Get ready to transform your ordinary lunch into a culinary adventure that screams Southwest sophistication! This Southwestern Salad with Shrimp isn't just a meal; it's a vibrant, zesty experience that combines the bold flavors of Mexican-inspired cuisine with the fresh, light touch of a perfectly crafted salad. In just 25 minutes, you'll create a restaurant-quality dish that's not only incredibly delicious but also packed with nutritious ingredients that will leave you feeling satisfied and energized.
Prep Time: 10 mins
Cook Time: 15 mins
Total Time: 25 mins
Cuisine: Mexican
Serves: 4 servings
Ingredients
- 1 pound shrimp, peeled and deveined
- 4 cups romaine lettuce, chopped
- 1 cup black beans, rinsed
- 1 cup corn, cooked
- 1 avocado, diced
- 1/4 cup cilantro, chopped
- 2 tablespoons lime juice
- 1 tablespoon chili powder
- Salt and pepper to taste
Instructions
- Prepare all ingredients by washing and chopping the romaine lettuce, rinsing black beans, and cooking corn if using fresh.
- Season the shrimp with chili powder, salt, and pepper in a mixing bowl, ensuring each shrimp is evenly coated with the spices.
- Heat a large skillet over medium-high heat and add a small amount of olive oil to prevent sticking.
- Cook the seasoned shrimp in the skillet for 2-3 minutes per side, or until they turn pink and are opaque throughout. Remove from heat and let cool slightly.
- In a large salad bowl, combine chopped romaine lettuce, black beans, cooked corn, and diced avocado.
- Add the cooked shrimp to the salad mixture.
- Sprinkle chopped cilantro over the salad.
- Drizzle fresh lime juice over the entire salad and gently toss to combine all ingredients.
- Taste and adjust seasoning with additional salt and pepper if needed.

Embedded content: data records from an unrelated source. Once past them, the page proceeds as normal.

// crates/liquichange/src/config.rs
//! Options controlling how a changelog document is written out.

use std::borrow::Cow;
use std::fmt::Write;

/// Indentation used when pretty-printing.
#[derive(Debug, Clone, Copy, PartialEq, Eq)]
pub struct Indent {
    pub char: u8,
    pub size: usize,
}

impl Default for Indent {
    fn default() -> Self {
        Self { char: b' ', size: 2 }
    }
}

/// Character encoding of the written document.
#[derive(Debug, Clone, Copy, Default, PartialEq, Eq)]
pub enum Encoding {
    #[default]
    Utf8,
    /// Plain ASCII; every other character becomes a numeric character reference.
    UsAscii,
}

impl Encoding {
    /// The label written into the XML declaration.
    pub fn label(self) -> &'static str {
        match self {
            Encoding::Utf8 => "UTF-8",
            Encoding::UsAscii => "us-ascii",
        }
    }

    /// Re-encodes a rendered document.
    pub(crate) fn apply(self, xml: &str) -> Cow<'_, str> {
        match self {
            Encoding::UsAscii if !xml.is_ascii() => {
                let mut out = String::with_capacity(xml.len() + 16);
                for c in xml.chars() {
                    if c.is_ascii() {
                        out.push(c);
                    } else {
                        // Writing into a String cannot fail.
                        let _ = write!(out, "&#{};", u32::from(c));
                    }
                }
                Cow::Owned(out)
            }
            _ => Cow::Borrowed(xml),
        }
    }
}

/// Settings for [`save_changelog_to_string`](crate::save_changelog_to_string)
/// and [`save_changelog_to_file`](crate::save_changelog_to_file).
#[derive(Debug, Clone, PartialEq, Eq)]
pub struct WriteOptions {
    /// `None` writes everything on one line.
    pub indent: Option<Indent>,
    /// Whether to start with `<?xml version="1.0" encoding="..."?>`.
    pub xml_declaration: bool,
    pub encoding: Encoding,
}

impl Default for WriteOptions {
    fn default() -> Self {
        Self {
            indent: Some(Indent::default()),
            xml_declaration: true,
            encoding: Encoding::Utf8,
        }
    }
}

impl WriteOptions {
    /// Single-line output without a declaration.
    pub fn compact() -> Self {
        Self {
            indent: None,
            xml_declaration: false,
            encoding: Encoding::Utf8,
        }
    }
}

- Serve immediately and enjoy the fresh, vibrant Southwestern Salad with Shrimp.
Tips
- Shrimp Cooking Perfection: Watch your shrimp closely while cooking. They're done when they turn pink and curl slightly - overcooking makes them tough and rubbery.
- Flavor Boost: For an extra kick, consider toasting your chili powder in the dry skillet for 30 seconds before seasoning the shrimp to enhance its smoky flavor.
- Avocado Hack: Add diced avocado just before serving to prevent browning and maintain its fresh, creamy texture.
- Make-Ahead Tip: You can prep all ingredients separately and assemble just before serving to keep the salad crisp and fresh.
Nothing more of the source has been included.